Where even silence was a language, and every proverb a map
PART I: The Voice Before the Light
In the time before alphabets and foreign flags, when the earth still hummed with the pulse of ancestral drums, there existed the Kingdom of Nunyãdume, a kingdom not ruled by kings or warriors, but governed by the breath of the ancestors and the rhythm of the community that bridged between their thoughts. The people of Nunyãdume honoured this truth. Their ancestors carved their knowledge not into stone tablets, but into drums, stories, and names. The child was named not for fun, but for prophecy. The proverb was not for wit, but for wisdom coded in rhythm.
In the beginning, even before the rivers knew their beds, there was only chaos and great silence before the baobab bore witness to time. Darkness clothed the deep, and all was formless. The stars were still unborn, and the wind whispered no name. But then, from the bosom of the East, where the sun takes its first breath each morning, came not thunder, nor fire, but a Voice.
The Elders of Nunyãdume said that when the Creator prepared to awaken the world, He did not first summon light or craft man from clay. No. The first gift was Word.
“And God said…,” and with that speech, light burst forth and clothed the sky. From Word came Light, and from Light came Life. Even now, sunlight remains the ultimate source from which all energy in our galaxy flows.
Thus, it was known in Nunyãdume that language is not merely a foundational tool of human communication, but also a vessel for cultural expression and a spark for cognitive development.

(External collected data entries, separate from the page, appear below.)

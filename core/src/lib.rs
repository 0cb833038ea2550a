//! Synchronous API client core for the product catalog backend.
//!
//! # Overview
//! Builds `HttpRequest` values and parses `HttpResponse` values without
//! touching the network (host-does-IO pattern); thin executing wrappers
//! compose the two over an injected `Transport`. Three independent pieces:
//! the product query client, the sync-log client, and a pure mapper that
//! turns sync run logs into display-oriented batch records.
//!
//! # Design
//! - `CatalogClient` is stateless — it holds only `base_url`, resolved once
//!   from the environment or passed in explicitly.
//! - The sync-log client owns no transport configuration at all; the
//!   pre-authenticated transport is a call parameter.
//! - Responses normalize at the boundary: a product page deserializes to a
//!   fully populated record or fails with an explicit error, never a
//!   partially undefined value. Sync-log pages pass through verbatim.
//! - Failures are logged once with structured context, then propagated
//!   unchanged. No retries, no timeouts, no caching at this layer.
//! - DTOs are defined independently from the mock-server crate; integration
//!   tests catch schema drift.

pub mod batch;
pub mod client;
pub mod error;
pub mod http;
pub mod sync;
pub mod types;

pub use batch::{to_batches, BatchRecord, BatchResults, BatchStatus};
pub use client::CatalogClient;
pub use error::ApiError;
pub use http::{HttpRequest, HttpResponse, Transport, TransportError};
pub use sync::{build_list_sync_logs, list_sync_logs, parse_list_sync_logs};
pub use types::{
    Category, Image, Product, ProductPage, ProductQuery, Requirements, Restrictions, SyncLogPage,
    SyncLogQuery, SyncLogRecord, Video,
};
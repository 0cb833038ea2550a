//! HTTP transport types for the host-does-IO pattern.
//!
//! # Design
//! These types describe HTTP exchanges as plain data. The core crate builds
//! `HttpRequest` values and parses `HttpResponse` values without ever owning
//! a connection — the actual round-trip goes through the [`Transport`] trait,
//! implemented by the caller. This keeps the core deterministic and easy to
//! test, and keeps authentication entirely outside this crate: a transport
//! arrives already configured and already authenticated.
//!
//! Every catalog operation is a GET, so requests carry no method and no body.

use thiserror::Error;

/// An HTTP GET request described as plain data.
///
/// `url` is absolute for the product endpoints (the client owns the base URL)
/// and relative for the sync-log endpoint, where the transport is expected to
/// resolve it against its own configuration.
#[derive(Debug, Clone, PartialEq, Eq)]
pub struct HttpRequest {
    pub url: String,
    pub headers: Vec<(String, String)>,
}

/// An HTTP response described as plain data, constructed by the transport
/// after executing an [`HttpRequest`].
#[derive(Debug, Clone, PartialEq, Eq)]
pub struct HttpResponse {
    pub status: u16,
    pub body: String,
}

/// Executes GET requests on behalf of the core.
///
/// Implementations own all transport concerns this crate deliberately does
/// not: connection setup, timeouts, auth headers, and resolution of relative
/// request URLs against a base. Non-2xx responses must be returned as data,
/// not as errors — status interpretation belongs to the core.
pub trait Transport {
    fn get(&self, request: &HttpRequest) -> Result<HttpResponse, TransportError>;
}

/// A request that failed before any response was obtained.
#[derive(Debug, Clone, Error)]
#[error("{0}")]
pub struct TransportError(pub String);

To hear the rise and fall of tone in Ga, even if it appears confrontational. The softness of Fante vowels. The protest in Dagbani idioms. The rootedness of the Ewe proverbs. Each language carved the mind in different shapes, some curved in communal metaphors, others sharp with logic.
To name is to know. To speak is to call into being.

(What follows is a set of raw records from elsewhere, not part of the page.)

//! Sync-log client.
//!
//! # Design
//! This module owns no transport configuration at all: the pre-authenticated
//! [`Transport`] arrives as a call parameter and the request URL is relative,
//! left for the collaborator to resolve against its own base. Unlike the
//! product client there is no diagnostic logging and no normalization —
//! responses come back verbatim and failures propagate unmodified.

use crate::error::{check_status, ApiError};
use crate::http::{HttpRequest, HttpResponse, Transport};
use crate::types::{SyncLogPage, SyncLogQuery};

pub fn build_list_sync_logs(query: &SyncLogQuery) -> HttpRequest {
    HttpRequest {
        url: format!("/sync-logs/?skip={}&limit={}", query.skip, query.limit),
        headers: Vec::new(),
    }
}

pub fn parse_list_sync_logs(response: HttpResponse) -> Result<SyncLogPage, ApiError> {
    check_status(&response)?;
    serde_json::from_str(&response.body).map_err(|e| ApiError::Deserialization(e.to_string()))
}

/// Fetch one page of sync run logs through the supplied transport.
pub fn list_sync_logs(
    transport: &impl Transport,
    query: &SyncLogQuery,
) -> Result<SyncLogPage, ApiError> {
    let request = build_list_sync_logs(query);
    let response = transport.get(&request)?;
    parse_list_sync_logs(response)
}

#[cfg(test)]
mod tests {
    use super::*;

    #[test]
    fn build_uses_relative_url_with_defaults() {
        let req = build_list_sync_logs(&SyncLogQuery::default());
        assert_eq!(req.url, "/sync-logs/?skip=0&limit=50");
        assert!(req.headers.is_empty());
    }

    #[test]
    fn build_serializes_explicit_paging() {
        let req = build_list_sync_logs(&SyncLogQuery { skip: 100, limit: 25 });
        assert_eq!(req.url, "/sync-logs/?skip=100&limit=25");
    }

    #[test]
    fn parse_returns_page_verbatim() {
        let response = HttpResponse {
            status: 200,
            body: r#"{"logs":[{"id":3,"run_at":"2024-02-01T03:00:00Z",
                "total_synced":1200,"new_products":40,"updated_products":1100,
                "inactive_products":60,"status":"partial",
                "error_message":"upstream timeout on page 9"}],
                "total":87,"skip":0,"limit":50}"#
                .to_string(),
        };
        let page = parse_list_sync_logs(response).unwrap();
        assert_eq!(page.total, 87);
        assert_eq!(page.logs.len(), 1);
        assert_eq!(page.logs[0].status, "partial");
        assert_eq!(
            page.logs[0].error_message.as_deref(),
            Some("upstream timeout on page 9")
        );
    }

    #[test]
    fn parse_does_not_default_missing_fields() {
        let response = HttpResponse {
            status: 200,
            body: "{}".to_string(),
        };
        let err = parse_list_sync_logs(response).unwrap_err();
        assert!(matches!(err, ApiError::Deserialization(_)));
    }

    #[test]
    fn non_2xx_propagates_as_http_error() {
        let response = HttpResponse {
            status: 403,
            body: r#"{"detail":"Manager or admin role required"}"#.to_string(),
        };
        let err = parse_list_sync_logs(response).unwrap_err();
        assert!(matches!(err, ApiError::Http { status: 403, .. }));
    }
}
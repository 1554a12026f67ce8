//! ---
//! dr_section: "15-testing-qa"
//! dr_subsection: "integration-tests"
//! dr_type: "source"
//! dr_scope: "code"
//! dr_description: "Integration and validation tests for the DR decision core."
//! dr_version: "v0.0.0-prealpha"
//! dr_owner: "tbd"
//! ---
use dr_fencing::get_replication_type_using_dr_clusters;
use dr_matcher::match_application_to_subscription;
use dr_models::{
    Application, ConditionStatus, DrActionType, DrCluster, DrpcPhase, FencingPhase,
    ManagedCluster, MatchExpression, ReplicationType, SelectorOperator, Subscription,
};
use dr_progression::{derive_steps, select_flow, Flow, StepLabel, StepStatus};
use dr_targeting::{validate_target_cluster, ErrorMessageType, TargetValidationContext};

#[test]
fn matcher_requires_every_expression() {
    let subscription = Subscription::new("busybox-sub", "busybox")
        .with_label("app", "busybox")
        .with_label("tier", "frontend");
    let no_expressions = Application::new("busybox", "busybox", Vec::new());
    assert!(match_application_to_subscription(&subscription, &no_expressions));

    let all_hold = Application::new(
        "busybox",
        "busybox",
        vec![
            MatchExpression::new("app", SelectorOperator::In, Some(&["busybox"])),
            MatchExpression::new("tier", SelectorOperator::Exists, None),
            MatchExpression::new("legacy", SelectorOperator::DoesNotExist, None),
        ],
    );
    assert!(match_application_to_subscription(&subscription, &all_hold));

    let one_fails = Application::new(
        "busybox",
        "busybox",
        vec![
            MatchExpression::new("app", SelectorOperator::In, Some(&["busybox"])),
            MatchExpression::new("tier", SelectorOperator::NotIn, Some(&["frontend"])),
        ],
    );
    assert!(!match_application_to_subscription(&subscription, &one_fails));
}

#[test]
fn regions_decide_replication() {
    let same = [DrCluster::new("east", "us-e"), DrCluster::new("west", "us-e")];
    let split = [DrCluster::new("east", "us-e"), DrCluster::new("west", "us-w")];
    assert_eq!(get_replication_type_using_dr_clusters(&same), ReplicationType::Sync);
    assert_eq!(get_replication_type_using_dr_clusters(&split), ReplicationType::Async);
    assert_eq!(get_replication_type_using_dr_clusters(&same[..1]), ReplicationType::Sync);
    assert_eq!(get_replication_type_using_dr_clusters(&[]), ReplicationType::Sync);
}

#[test]
fn progression_derivation_is_idempotent_and_tolerant() {
    for flow in [Flow::Failover, Flow::Relocate, Flow::DiscoveredRelocate] {
        let first = derive_steps(Some("NotARealProgression"), DrpcPhase::Unknown, flow);
        let second = derive_steps(Some("NotARealProgression"), DrpcPhase::Unknown, flow);
        assert_eq!(first, second);
        assert_eq!(first[0].status, StepStatus::InProgress);
        assert!(first[1..].iter().all(|s| s.status == StepStatus::Pending));
    }
}

#[test]
fn completed_phase_completes_every_step() {
    for progression in [None, Some("RunningFinalSync"), Some("Unheard-of")] {
        let steps = derive_steps(progression, DrpcPhase::Completed, Flow::Relocate);
        assert!(steps.iter().all(|s| s.status == StepStatus::Completed));
    }
}

#[test]
fn availability_error_precedes_fencing_for_relocate() {
    let clusters = [
        DrCluster::new("east", "us-e").with_phase(FencingPhase::Fenced),
        DrCluster::new("west", "us-e").with_phase(FencingPhase::Fenced),
    ];
    let target = ManagedCluster::new("east").with_availability(ConditionStatus::False, None);
    let selection = validate_target_cluster(
        TargetValidationContext::new(DrActionType::Relocate, &target, &clusters).with_origin("west"),
    );
    let error = selection.error.expect("target rejected");
    assert_eq!(error.kind, ErrorMessageType::TargetClusterIsNotAvailable);
    assert!(selection.fencing.is_none());
}

#[test]
fn async_failover_ignores_fencing_phases() {
    let clusters = [
        DrCluster::new("east", "us-e").with_phase(FencingPhase::Unfenced),
        DrCluster::new("west", "us-w").with_phase(FencingPhase::Fenced),
    ];
    let target = ManagedCluster::new("west").with_availability(ConditionStatus::True, None);
    let selection = validate_target_cluster(
        TargetValidationContext::new(DrActionType::Failover, &target, &clusters).with_origin("east"),
    );
    assert!(selection.is_eligible());
    assert!(selection.error.is_none());
}

#[test]
fn sync_failover_surfaces_only_the_fenced_check() {
    let clusters = [
        DrCluster::new("east", "us-e").with_phase(FencingPhase::Unfenced),
        DrCluster::new("west", "us-e").with_phase(FencingPhase::Fenced),
    ];
    let target = ManagedCluster::new("west").with_availability(ConditionStatus::True, None);
    let selection = validate_target_cluster(
        TargetValidationContext::new(DrActionType::Failover, &target, &clusters).with_origin("east"),
    );
    assert_eq!(selection.replication, Some(ReplicationType::Sync));
    assert_eq!(
        selection.error.as_ref().map(|e| e.message.as_str()),
        Some("Source cluster east is not fenced.")
    );
    let candidates: Vec<String> = selection
        .fencing_candidates()
        .into_iter()
        .map(|c| c.message)
        .collect();
    assert!(candidates.contains(&"Target cluster west is not unfenced.".to_owned()));
}

#[test]
fn discovered_relocate_cleanup_is_second_step() {
    let flow = select_flow(DrActionType::Relocate, true);
    let steps = derive_steps(Some("WaitOnUserToCleanUp"), DrpcPhase::Relocating, flow);
    assert_eq!(steps[1].label, StepLabel::CleanUp);
    assert_eq!(steps[1].status, StepStatus::InProgress);
    assert_eq!(steps[0].status, StepStatus::Completed);

    let regular = derive_steps(
        Some("WaitOnUserToCleanUp"),
        DrpcPhase::Relocating,
        select_flow(DrActionType::Relocate, false),
    );
    assert_eq!(regular[3].label, StepLabel::CleanUp);
    assert_eq!(regular[3].status, StepStatus::InProgress);
}

#[test]
fn empty_failover_progression_starts_preparing() {
    let steps = derive_steps(None, DrpcPhase::Initiating, Flow::Failover);
    assert_eq!(steps.len(), 4);
    assert_eq!(steps[0].label, StepLabel::Preparing);
    assert_eq!(steps[0].status, StepStatus::InProgress);
    let completed = steps
        .iter()
        .filter(|s| s.status == StepStatus::Completed)
        .count();
    assert_eq!(completed, 0);
}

Language is the soul’s drum; when silenced, a nation forgets how to dance.
PART II: The Silence that Followed the Scrolls
Yet in the age of digital scrolls and borrowed alphabets, the people of Nunyãdume began to forget. They forgot the very tongues with which Mother Africa first suckled them, and the ancestral languages were now fading like the footprints of spirits on the harmattan soil. In their music, on their radios, and even in the preschools, where minds should be moulded in the clarity of their mother tongue, they code-mix, thinking it fashionable. They are made to believe that blending foreign tongues with their own is a sign of progress, when it is the quiet erosion of identity.

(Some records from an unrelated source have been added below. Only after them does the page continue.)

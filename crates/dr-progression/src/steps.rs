//! ---
//! dr_section: "07-action-progression"
//! dr_subsection: "module"
//! dr_type: "source"
//! dr_scope: "code"
//! dr_description: "Progression string to step mapping for in-flight DR actions."
//! dr_version: "v0.0.0-prealpha"
//! dr_owner: "tbd"
//! ---
use std::fmt;

use dr_models::DrpcPhase;
use serde::Serialize;
use tracing::debug;

use crate::flows::{Flow, StepLabel};

/// Progression value the controller reports once the action finished.
pub const PROGRESSION_COMPLETED: &str = "Completed";

#[derive(Debug, Clone, Copy, PartialEq, Eq, Serialize)]
pub enum StepStatus {
    Completed,
    InProgress,
    Pending,
}

impl StepStatus {
    pub fn as_str(&self) -> &'static str {
        match self {
            StepStatus::Completed => "Completed",
            StepStatus::InProgress => "InProgress",
            StepStatus::Pending => "Pending",
        }
    }
}

impl fmt::Display for StepStatus {
    fn fmt(&self, f: &mut fmt::Formatter<'_>) -> fmt::Result {
        f.write_str(self.as_str())
    }
}

#[derive(Debug, Clone, Copy, PartialEq, Eq, Serialize)]
pub struct ProgressionStep {
    pub label: StepLabel,
    pub status: StepStatus,
}

/// Whether the DRPC reports a finished action.
pub fn is_completed(progression: Option<&str>, phase: DrpcPhase) -> bool {
    phase == DrpcPhase::Completed || progression == Some(PROGRESSION_COMPLETED)
}

/// Index of the step covering `progression`.
///
/// Empty and unrecognised progressions map to the first step.
pub fn current_index(progression: Option<&str>, flow: Flow) -> usize {
    let Some(progression) = progression.map(str::trim).filter(|p| !p.is_empty()) else {
        return 0;
    };
    match flow
        .entries()
        .iter()
        .position(|entry| entry.covers(progression))
    {
        Some(index) => index,
        None => {
            debug!(progression, ?flow, "unrecognised progression; using first step");
            0
        }
    }
}

/// Derive the step list of `flow` for the reported progression and phase.
pub fn derive_steps(progression: Option<&str>, phase: DrpcPhase, flow: Flow) -> Vec<ProgressionStep> {
    let entries = flow.entries();
    if is_completed(progression, phase) {
        return entries
            .iter()
            .map(|entry| ProgressionStep {
                label: entry.label,
                status: StepStatus::Completed,
            })
            .collect();
    }

    let current = current_index(progression, flow);
    entries
        .iter()
        .enumerate()
        .map(|(index, entry)| ProgressionStep {
            label: entry.label,
            status: match index.cmp(&current) {
                std::cmp::Ordering::Less => StepStatus::Completed,
                std::cmp::Ordering::Equal => StepStatus::InProgress,
                std::cmp::Ordering::Greater => StepStatus::Pending,
            },
        })
        .collect()
}
//! ---
//! dr_section: "02-resource-models"
//! dr_subsection: "module"
//! dr_type: "source"
//! dr_scope: "code"
//! dr_description: "Custom-resource snapshot models consumed by the decision core."
//! dr_version: "v0.0.0-prealpha"
//! dr_owner: "tbd"
//! ---
use std::fmt;

use chrono::Duration;
use serde::{Deserialize, Serialize};

use crate::meta::ObjectMeta;

/// A DR policy always pairs exactly two clusters.
pub const MAX_ALLOWED_CLUSTERS: usize = 2;

/// `ramendr.openshift.io/v1alpha1` DRPolicy.
#[derive(Clone, Debug, Default, Deserialize, Serialize, PartialEq)]
#[serde(rename_all = "camelCase")]
pub struct DrPolicy {
    #[serde(default)]
    pub metadata: ObjectMeta,
    #[serde(default)]
    pub spec: DrPolicySpec,
    #[serde(default, skip_serializing_if = "Option::is_none")]
    pub status: Option<DrPolicyStatus>,
}

#[derive(Clone, Debug, Default, Deserialize, Serialize, PartialEq)]
#[serde(rename_all = "camelCase")]
pub struct DrPolicySpec {
    #[serde(default)]
    pub dr_clusters: Vec<String>,
    #[serde(default)]
    pub scheduling_interval: String,
}

#[derive(Clone, Debug, Default, Deserialize, Serialize, PartialEq)]
#[serde(rename_all = "camelCase")]
pub struct DrPolicyStatus {
    #[serde(default, skip_serializing_if = "Option::is_none")]
    pub phase: Option<String>,
}

impl DrPolicy {
    pub fn new(name: impl Into<String>, clusters: [&str; MAX_ALLOWED_CLUSTERS]) -> Self {
        Self {
            metadata: ObjectMeta::named(name),
            spec: DrPolicySpec {
                dr_clusters: clusters.iter().map(|c| (*c).to_owned()).collect(),
                scheduling_interval: String::new(),
            },
            status: None,
        }
    }

    pub fn with_scheduling_interval(mut self, interval: impl Into<String>) -> Self {
        self.spec.scheduling_interval = interval.into();
        self
    }

    pub fn name(&self) -> &str {
        &self.metadata.name
    }

    pub fn clusters(&self) -> &[String] {
        &self.spec.dr_clusters
    }

    pub fn contains_cluster(&self, name: &str) -> bool {
        self.spec.dr_clusters.iter().any(|cluster| cluster == name)
    }

    /// Reports the cluster cardinality invariant.
    pub fn is_valid(&self) -> bool {
        self.spec.dr_clusters.len() == MAX_ALLOWED_CLUSTERS
    }

    /// The policy cluster that is not `name`, when the policy is well formed.
    pub fn peer_of(&self, name: &str) -> Option<&str> {
        if !self.contains_cluster(name) {
            return None;
        }
        self.spec
            .dr_clusters
            .iter()
            .find(|cluster| cluster.as_str() != name)
            .map(String::as_str)
    }

    /// Parse `schedulingInterval` (`<n>m`, `<n>h` or `<n>d`).
    ///
    /// Sync policies leave the interval empty, which yields `None`.
    pub fn scheduling_interval(&self) -> Option<Duration> {
        parse_scheduling_interval(&self.spec.scheduling_interval)
    }
}

pub fn parse_scheduling_interval(raw: &str) -> Option<Duration> {
    let raw = raw.trim();
    let (unit_start, _) = raw.char_indices().last()?;
    let (value, unit) = raw.split_at(unit_start);
    let value: i64 = value.parse().ok().filter(|v| *v > 0)?;
    match unit {
        "m" => Duration::try_minutes(value),
        "h" => Duration::try_hours(value),
        "d" => Duration::try_days(value),
        _ => None,
    }
}

/// Fencing phase reported on a DRCluster.
#[derive(Clone, Copy, Debug, Default, Deserialize, Serialize, PartialEq, Eq)]
pub enum FencingPhase {
    Fenced,
    Unfenced,
    Available,
    #[default]
    #[serde(other)]
    Unknown,
}

impl FencingPhase {
    pub fn as_str(&self) -> &'static str {
        match self {
            FencingPhase::Fenced => "Fenced",
            FencingPhase::Unfenced => "Unfenced",
            FencingPhase::Available => "Available",
            FencingPhase::Unknown => "Unknown",
        }
    }

    /// Storage access is open on the cluster.
    pub fn is_unfenced(&self) -> bool {
        matches!(self, FencingPhase::Unfenced | FencingPhase::Available)
    }
}

impl fmt::Display for FencingPhase {
    fn fmt(&self, f: &mut fmt::Formatter<'_>) -> fmt::Result {
        f.write_str(self.as_str())
    }
}

/// `ramendr.openshift.io/v1alpha1` DRCluster.
#[derive(Clone, Debug, Default, Deserialize, Serialize, PartialEq)]
#[serde(rename_all = "camelCase")]
pub struct DrCluster {
    #[serde(default)]
    pub metadata: ObjectMeta,
    #[serde(default)]
    pub spec: DrClusterSpec,
    #[serde(default, skip_serializing_if = "Option::is_none")]
    pub status: Option<DrClusterStatus>,
}

#[derive(Clone, Debug, Default, Deserialize, Serialize, PartialEq)]
#[serde(rename_all = "camelCase")]
pub struct DrClusterSpec {
    #[serde(default, skip_serializing_if = "Option::is_none")]
    pub region: Option<String>,
}

#[derive(Clone, Debug, Default, Deserialize, Serialize, PartialEq)]
#[serde(rename_all = "camelCase")]
pub struct DrClusterStatus {
    #[serde(default)]
    pub phase: FencingPhase,
}

impl DrCluster {
    pub fn new(name: impl Into<String>, region: impl Into<String>) -> Self {
        Self {
            metadata: ObjectMeta::named(name),
            spec: DrClusterSpec {
                region: Some(region.into()),
            },
            status: None,
        }
    }

    pub fn with_phase(mut self, phase: FencingPhase) -> Self {
        self.status = Some(DrClusterStatus { phase });
        self
    }

    pub fn name(&self) -> &str {
        &self.metadata.name
    }

    pub fn region(&self) -> Option<&str> {
        self.spec.region.as_deref()
    }

    /// Current fencing phase; a cluster without status reports `Unknown`.
    pub fn phase(&self) -> FencingPhase {
        self.status
            .as_ref()
            .map(|status| status.phase)
            .unwrap_or_default()
    }
}

/// Replication mode derived from the regions of the policy's clusters.
#[derive(Clone, Copy, Debug, Deserialize, Serialize, PartialEq, Eq)]
#[serde(rename_all = "UPPERCASE")]
pub enum ReplicationType {
    Sync,
    Async,
}

impl ReplicationType {
    pub fn as_str(&self) -> &'static str {
        match self {
            ReplicationType::Sync => "SYNC",
            ReplicationType::Async => "ASYNC",
        }
    }
}

impl fmt::Display for ReplicationType {
    fn fmt(&self, f: &mut fmt::Formatter<'_>) -> fmt::Result {
        f.write_str(self.as_str())
    }
}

Children now learned to read in tongues their mothers never spoke. Judges gave verdicts in foreign codes. And healers prescribed remedies in accents their patients feared. In time, the people no longer wept in their language. They wailed in another man’s vocabulary.
The elders called this “cutting one’s own tongue to chew another’s meat.” For the very knowledge that once lived in the market songs, birthing chants, and ancestral praise poems was now smothered in silence. “When the drum speaks in another tongue, even the dancer stumbles,” the drummers lamented. “A parrot may mimic English,” an elder said, “but it is not the same as understanding the forest.”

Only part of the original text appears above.